被分析的组分则包括肽类、各种蛋白、病毒、酶、糖类、寡核苷酸、DNA、小的生物活性分子、离子、药物及其代谢产物。
具体应用可分为: 临床疾病诊断临床蛋白分析、临床药物监测、代谢研究、病理研究、同工酶分析、聚合酶链反应(PCR )产物分析、DNA 片断及序列分析等。
所应用的CE 模式包括CZE、MECC、CGE、CITP 和毛细管等电聚焦(CIEF)[13.14]。
4.6 CE用于检测非均一性(多样性, Heterogeneity)许多纯化蛋白, 甚至在它们的天然状态, 往往都不是单一分子片断, 而是由相关分子组成, 称为非均一性(多样性)。
产生多样性的原因有: 氨基酸(AA )的序列不同, 如突变体的某位置AA 改变或AA 侧链改变; 后转译产生不同长度的多肽链; 糖蛋白不同程度的糖基化, 如存在不同数量的寡糖链, 寡糖链有不同的单糖组成、序列及单糖之间的异构连接。
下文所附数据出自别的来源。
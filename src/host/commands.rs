use crate::error::CommandError;

use nalgebra::Vector3;
use serde_json::{json, Map, Value};

/// Named request issued by the host
#[derive(Debug, Clone, PartialEq)]
pub enum HostCommand {
    /// Start a session with the given options
    Init(Map<String, Value>),
    SetIsRecording(bool),
    Dispose,
    CameraPosition,
}

impl HostCommand {
    /// Parse a method name and its arguments
    pub fn parse(method: &str, arguments: &Value) -> Result<Self, CommandError> {
        match method {
            "init" => match arguments {
                Value::Null => Ok(HostCommand::Init(Map::new())),
                Value::Object(options) => Ok(HostCommand::Init(options.clone())),
                other => Err(invalid(method, "options", format!("expected object, got {}", other))),
            },
            "setIsRecording" => {
                let flag = match arguments {
                    Value::Bool(flag) => Some(*flag),
                    Value::Object(options) => options.get("isRecording").and_then(Value::as_bool),
                    _ => None,
                };
                flag.map(HostCommand::SetIsRecording)
                    .ok_or_else(|| invalid(method, "isRecording", "expected boolean".to_string()))
            }
            "dispose" => Ok(HostCommand::Dispose),
            "cameraPosition" => Ok(HostCommand::CameraPosition),
            other => Err(CommandError::NotImplemented {
                method: other.to_string(),
            }),
        }
    }

    pub fn method(&self) -> &'static str {
        match self {
            HostCommand::Init(_) => "init",
            HostCommand::SetIsRecording(_) => "setIsRecording",
            HostCommand::Dispose => "dispose",
            HostCommand::CameraPosition => "cameraPosition",
        }
    }
}

fn invalid(method: &str, argument: &str, details: String) -> CommandError {
    CommandError::InvalidArgument {
        method: method.to_string(),
        argument: argument.to_string(),
        details,
    }
}

/// Reply returned to the host for a command
#[derive(Debug, Clone, PartialEq)]
pub enum CommandResponse {
    None,
    CameraPosition(Option<Vector3<f64>>),
}

impl CommandResponse {
    pub fn to_value(&self) -> Value {
        match self {
            CommandResponse::None => Value::Null,
            CommandResponse::CameraPosition(Some(position)) => {
                json!([position.x, position.y, position.z])
            }
            CommandResponse::CameraPosition(None) => Value::Null,
        }
    }
}

#[cfg(test)]
mod tests {
    use super::*;

    #[test]
    fn test_parse_known_commands() {
        assert_eq!(
            HostCommand::parse("init", &json!({"planeDetection": 1})).unwrap(),
            HostCommand::Init(json!({"planeDetection": 1}).as_object().unwrap().clone())
        );
        assert_eq!(
            HostCommand::parse("init", &Value::Null).unwrap(),
            HostCommand::Init(Map::new())
        );
        assert_eq!(
            HostCommand::parse("setIsRecording", &json!(true)).unwrap(),
            HostCommand::SetIsRecording(true)
        );
        assert_eq!(
            HostCommand::parse("setIsRecording", &json!({"isRecording": false})).unwrap(),
            HostCommand::SetIsRecording(false)
        );
        assert_eq!(HostCommand::parse("dispose", &Value::Null).unwrap(), HostCommand::Dispose);
        assert_eq!(
            HostCommand::parse("cameraPosition", &Value::Null).unwrap().method(),
            "cameraPosition"
        );
    }

    #[test]
    fn test_parse_rejects_bad_input() {
        assert!(matches!(
            HostCommand::parse("snapshot", &Value::Null),
            Err(CommandError::NotImplemented { method }) if method == "snapshot"
        ));
        assert!(matches!(
            HostCommand::parse("setIsRecording", &json!("yes")),
            Err(CommandError::InvalidArgument { .. })
        ));
        assert!(matches!(
            HostCommand::parse("init", &json!([1, 2])),
            Err(CommandError::InvalidArgument { .. })
        ));
    }

    #[test]
    fn test_camera_position_response() {
        let response = CommandResponse::CameraPosition(Some(Vector3::new(1.0, 2.0, 3.0)));
        assert_eq!(response.to_value(), json!([1.0, 2.0, 3.0]));
        assert_eq!(CommandResponse::CameraPosition(None).to_value(), Value::Null);
    }
}
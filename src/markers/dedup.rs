use nalgebra::Vector3;
use tracing::debug;

/// Set of accepted marker positions with a minimum pairwise separation.
///
/// Every pair of entries is at least `min_separation` apart. Lookups are a
/// linear scan; a session places tens to low hundreds of markers.
#[derive(Debug, Clone)]
pub struct MarkerDeduplicator {
    min_separation: f64,
    positions: Vec<Vector3<f64>>,
}

impl MarkerDeduplicator {
    pub fn new(min_separation: f64) -> Self {
        Self {
            min_separation,
            positions: Vec::new(),
        }
    }

    /// Record `position` unless an existing marker lies closer than the minimum separation
    pub fn try_place(&mut self, position: Vector3<f64>) -> bool {
        if self.is_duplicate(&position) {
            debug!(
                "Marker at ({:.3}, {:.3}, {:.3}) already covered",
                position.x, position.y, position.z
            );
            return false;
        }

        self.positions.push(position);
        true
    }

    /// Check whether `position` falls within the separation radius of an accepted marker
    pub fn is_duplicate(&self, position: &Vector3<f64>) -> bool {
        self.positions
            .iter()
            .any(|placed| (position - placed).norm() < self.min_separation)
    }

    pub fn positions(&self) -> &[Vector3<f64>] {
        &self.positions
    }

    pub fn len(&self) -> usize {
        self.positions.len()
    }

    pub fn is_empty(&self) -> bool {
        self.positions.is_empty()
    }

    /// Drop all accepted positions (session teardown only)
    pub fn clear(&mut self) {
        self.positions.clear();
    }
}

#[cfg(test)]
mod tests {
    use super::*;

    #[test]
    fn test_same_position_placed_once() {
        let mut dedup = MarkerDeduplicator::new(0.05);
        let p = Vector3::new(1.0, 2.0, 3.0);

        assert!(dedup.try_place(p));
        assert!(!dedup.try_place(p));
        assert_eq!(dedup.len(), 1);
    }

    #[test]
    fn test_nearby_position_rejected() {
        let mut dedup = MarkerDeduplicator::new(0.05);
        assert!(dedup.try_place(Vector3::zeros()));

        assert!(!dedup.try_place(Vector3::new(0.03, 0.0, 0.03)));
        assert!(dedup.try_place(Vector3::new(0.0, 0.06, 0.0)));
        assert_eq!(dedup.len(), 2);
    }

    #[test]
    fn test_exact_separation_is_accepted() {
        let mut dedup = MarkerDeduplicator::new(0.5);
        assert!(dedup.try_place(Vector3::zeros()));
        assert!(dedup.try_place(Vector3::new(0.5, 0.0, 0.0)));
    }

    #[test]
    fn test_pairwise_separation_invariant() {
        let mut dedup = MarkerDeduplicator::new(0.05);
        for i in 0..200 {
            let t = i as f64 * 0.013;
            dedup.try_place(Vector3::new(t.sin() * 0.3, t.cos() * 0.3, t * 0.01));
        }

        let positions = dedup.positions();
        for (i, a) in positions.iter().enumerate() {
            for b in &positions[i + 1..] {
                assert!((a - b).norm() >= 0.05);
            }
        }
    }

    #[test]
    fn test_rejection_does_not_mutate() {
        let mut dedup = MarkerDeduplicator::new(0.05);
        dedup.try_place(Vector3::zeros());
        let before = dedup.positions().to_vec();

        dedup.try_place(Vector3::new(0.01, 0.0, 0.0));
        assert_eq!(dedup.positions(), before.as_slice());

        dedup.clear();
        assert!(dedup.is_empty());
    }
}
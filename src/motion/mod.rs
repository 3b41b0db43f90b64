mod gate;

pub use gate::{MotionEvents, MotionGate, MotionState};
采用CZE, MECC, CIEF, CE-MS 可检测这些非均一性。
用于心脏病的重组人组织血纤维蛋白溶酶原激活剂(rtPA )含 4 个可能糖基。
Yim [15]用 CZE 和CIEF 研究了制备过程中 rtPA 不同糖基化程度引起的非均一性, 结果表明, CIEF方法要比CZE的好。
还有用CZE 对人促红细胞生成素( rHuEPO )[16]、用MECC对重组人C2干扰素(IFN2C)[17]及CE-MS[18]研究蛋白的多样性。
有关蛋白的非均一性在临床中的一些应用, 如人铁传递蛋白、血清蛋白的变异、异构酶的分析等。
4. 7 CE用于农药残留量的分析对农药残留物的测定国外研究的较多。
Lazer等[19]将飞行时间质谱和毛细管电泳仪联用,采用样品堆积技术进样对 Paraquat 和 Diquat 两种除草剂进行了分离,检测限低至 10- 17mol/L。
Farran等[20]采用φ(乙腈) = 50 %的磷酸-硼砂缓冲液分离出两种苯氧羧酸类除草剂。
Hinsmann 等[21]通过自动在线浓缩样品,采用固相微柱以十二烷基硫酸钠(SDS)作胶束 ,添加少量乙腈 ,在13min内分离测定了水中的7种不同种类的农药。